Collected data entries
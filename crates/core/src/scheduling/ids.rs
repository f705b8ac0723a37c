//! Task id allocation
//!
//! Two allocation policies share the same base value but differ on reuse:
//!
//! - [`RecyclingIdAllocator`] (in-process backend) hands released ids back
//!   out, smallest first.
//! - [`MonotonicIdAllocator`] (delegating backend) never reuses an id within
//!   a process lifetime and persists its counter through a
//!   [`CounterStore`](super::ports::CounterStore) after every allocation, so
//!   a restart cannot reissue an id the external scheduler may still treat
//!   as the old task.

use std::collections::{BTreeSet, HashSet};
use std::sync::Arc;

use chime_domain::constants::TASK_ID_BASE;
use chime_domain::{Result, TaskId};
use tracing::debug;

use super::ports::CounterStore;

/// Recycling allocator: smallest released id first, counter otherwise.
#[derive(Debug)]
pub struct RecyclingIdAllocator {
    next: i32,
    free: BTreeSet<i32>,
    active: HashSet<i32>,
}

impl RecyclingIdAllocator {
    /// Allocator seeded at the shared id base.
    pub fn new() -> Self {
        Self::with_base(TASK_ID_BASE)
    }

    /// Allocator seeded at a custom base (tests).
    pub fn with_base(base: i32) -> Self {
        Self { next: base, free: BTreeSet::new(), active: HashSet::new() }
    }

    /// Hand out the smallest previously released id, or the next counter
    /// value if the free pool is empty.
    pub fn allocate(&mut self) -> TaskId {
        let raw = match self.free.pop_first() {
            Some(recycled) => recycled,
            None => {
                let fresh = self.next;
                self.next += 1;
                fresh
            }
        };
        self.active.insert(raw);
        TaskId::new(raw)
    }

    /// Return `id` to the free pool. Idempotent: releasing an id that is
    /// not currently allocated is a no-op, never an error.
    pub fn release(&mut self, id: TaskId) {
        if self.active.remove(&id.raw()) {
            self.free.insert(id.raw());
        }
    }

    /// Whether `id` is currently handed out.
    pub fn is_active(&self, id: TaskId) -> bool {
        self.active.contains(&id.raw())
    }

    /// Number of currently live ids.
    pub fn active_count(&self) -> usize {
        self.active.len()
    }
}

impl Default for RecyclingIdAllocator {
    fn default() -> Self {
        Self::new()
    }
}

/// Monotonic allocator: never reuses an id, persists the counter.
pub struct MonotonicIdAllocator {
    next: i32,
    active: HashSet<i32>,
    store: Arc<dyn CounterStore>,
}

impl MonotonicIdAllocator {
    /// Build an allocator seeded from the persisted counter (or the id base
    /// when nothing was persisted yet).
    pub fn new(store: Arc<dyn CounterStore>) -> Result<Self> {
        let persisted = store.load()?;
        let next = persisted.map_or(i64::from(TASK_ID_BASE), |v| v.max(i64::from(TASK_ID_BASE)));
        debug!(next, "seeded monotonic id allocator");
        Ok(Self { next: next as i32, active: HashSet::new(), store })
    }

    /// Allocate the next id, persisting the advanced counter first.
    ///
    /// When the persist fails the counter is not advanced and no id is
    /// handed out, so a crash can never leave the store behind the live
    /// id range.
    pub fn allocate(&mut self) -> Result<TaskId> {
        let raw = self.next;
        self.store.save(i64::from(raw) + 1)?;
        self.next += 1;
        self.active.insert(raw);
        Ok(TaskId::new(raw))
    }

    /// Drop `id` from the live set. The id is gone for good; monotonic
    /// allocation never recycles. Idempotent.
    pub fn release(&mut self, id: TaskId) {
        self.active.remove(&id.raw());
    }

    /// Whether `id` is currently live.
    pub fn is_active(&self, id: TaskId) -> bool {
        self.active.contains(&id.raw())
    }

    /// Number of currently live ids.
    pub fn active_count(&self) -> usize {
        self.active.len()
    }
}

Work required - With the first line being the one containing "out, smallest first." and the last line the one containing "every allocation, so", transcribe exactly the lines above that fall in that range.

Output -
//!   out, smallest first.
//! - [`MonotonicIdAllocator`] (delegating backend) never reuses an id within
//!   a process lifetime and persists its counter through a
//!   [`CounterStore`](super::ports::CounterStore) after every allocation, so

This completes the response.